A new way of looking at what engineers do: “The Landscape of Practice”

This term came out of a struggle to write a paper on the theoretical foundations of engineering practice.

Please don’t laugh! For me as an academic, though I am also practicing as an engineer, it’s my job to write papers that discuss philosophical and theoretical foundations of engineering ideas. Theories can be really helpful in understanding what engineers do, just as they are helpful in understanding our physical world.

I like to explain it this way.

As engineers, most of us are comfortable with the idea of multidimensional spaces.

So, think about a multidimensional space that embraces all the possible solutions for an engineering challenge.

Now think about yet another dimension, that of engineering difficulty. In this dimension, the hills represent regions where the solution is difficult and the valleys where it is easy. Of course, for any one challenge, there will be lots of hills and valleys because engineering challenges have an infinity of different solutions. The landscape of engineering practice is complex and always changing.

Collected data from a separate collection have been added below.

//! USB protocol constants shared with the HackRF firmware and libhackrf.

pub const HACKRF_USB_VID: u16 = 0x1d50;
pub const HACKRF_JAWBREAKER_USB_PID: u16 = 0x604b;
pub const HACKRF_ONE_USB_PID: u16 = 0x6089;
pub const RAD1O_USB_PID: u16 = 0xcc15;

pub const RX_ENDPOINT_ADDRESS: u8 = 0x81;
pub const TX_ENDPOINT_ADDRESS: u8 = 0x02;

/// Bulk transfers kept in flight per direction, per libhackrf.
pub const TRANSFER_COUNT: usize = 4;
/// Size of a single bulk transfer, in bytes.
pub const TRANSFER_BUFFER_SIZE: usize = 262144;
/// Depth of the HackRF's internal sample buffer, in bytes. Transmit teardown
/// pushes this many zero bytes through to flush queued samples out the air.
pub const DEVICE_BUFFER_SIZE: usize = 32768;
/// Size of one sweep tuning block, in bytes (header included).
pub const SWEEP_BLOCK_LEN: usize = 16384;
/// Maximum number of frequency ranges a single sweep may cover.
pub const MAX_SWEEP_RANGES: usize = 10;
/// Upper tuning limit, in MHz.
pub const FREQ_MAX_MHZ: u32 = 7250;

/// Vendor control requests issued by this crate.
///
/// Values are the firmware's request numbers; only the requests this crate
/// uses are listed.
#[repr(u8)]
#[derive(Clone, Copy, Debug, PartialEq, Eq)]
pub enum ControlRequest {
    SetTransceiverMode = 1,
    SampleRateSet = 6,
    BasebandFilterBandwidthSet = 7,
    BoardIdRead = 14,
    VersionStringRead = 15,
    SetFreq = 16,
    AmpEnable = 17,
    BoardPartidSerialnoRead = 18,
    SetLnaGain = 19,
    SetVgaGain = 20,
    SetTxvgaGain = 21,
    AntennaEnable = 23,
    InitSweep = 26,
    SetTxUnderrunLimit = 42,
    SetRxOverrunLimit = 43,
}

/// Transceiver operating modes the firmware accepts.
#[repr(u16)]
#[derive(Clone, Copy, Debug, PartialEq, Eq)]
pub enum TransceiverMode {
    Off = 0,
    Receive = 1,
    Transmit = 2,
    RxSweep = 5,
}
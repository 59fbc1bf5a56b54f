use std::fs::File;
use std::io::BufReader;
use std::time::Duration;

use anyhow::Result;
use hackrf_ctrl::StreamControl;

fn main() -> Result<()> {
    // Open up a file for buffered reading.
    let mut args = std::env::args();
    args.next();
    let file_name = args.next().unwrap_or_else(|| String::from("./tx.bin"));
    let file = BufReader::new(File::open(&file_name)?);

    // Open up the HackRF
    let hackrf = hackrf_ctrl::open_hackrf()?;

    // Configure: 20MHz sample rate, turn on RF amp, set TX IF gain to 16 dB,
    // and tune to 915 MHz.
    hackrf.set_sample_rate(20e6)?;
    hackrf.set_txvga_gain(16)?;
    hackrf.set_freq(915_000_000)?;
    hackrf.set_amp_enable(true)?;

    // Stream the file out. The stream winds down on its own at end of file,
    // after flushing the tail through the device.
    hackrf.start_tx_reader(file, |_| StreamControl::Continue)?;
    loop {
        match hackrf.is_streaming() {
            Ok(_) => std::thread::sleep(Duration::from_millis(100)),
            Err(_) => break,
        }
    }

    // Collect the stream; a fault it died on surfaces here.
    hackrf.stop_tx()?;
    Ok(())
}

The laws of natural science and mathematics typically define the boundaries of the multidimensional space, the edges of the landscape. Steel alloys are only so strong. Electronic signals can’t travel faster than the speed of light. But within these boundaries, there are endless possible solutions for a given challenge.

In practice, however, there are lots of other constraints that make things easy or difficult. For example, is the technology new to the people who have to work with it? How long do they have to learn it, along with the pitfalls? How much time do we have to complete the project? Whose intellectual property can we use? How much risk is the client prepared to accept? Is the work going to be done in a major city or at a remote site? Will the team be located together or will they be geographically dispersed? Have all the key players worked before with each other in the past? Do we have to keep things really easy because we have to work with the B team or the C team who will muck it up if they get half a chance? These issues and so many more define the contours of the hills and valleys of the landscape of practice. Choosing the best solution, therefore, has to take so many socio-technical issues into account and this explains why the choice often has little to do with the technical factors alone.

This book is mainly about the way that social factors influence the technical and vice versa. That’s why understanding this landscape requires some insight into human and social behaviour. You can’t simply separate out what many engineers would instinctively call non-technical factors and put them into another basket for someone else to deal with because they all present technical implications. And that’s why these issues have to be dealt with by engineers. No one else can do that.

So this idea of “the landscape of practice” is just a way to help us understand that the different ways engineers work together with other people, the socio-technical factors, are as critical for engineers as the technical factors that many like to call “real engineering”. As if all the other factors are not real! Working with all these factors is real engineering in the landscape of practice.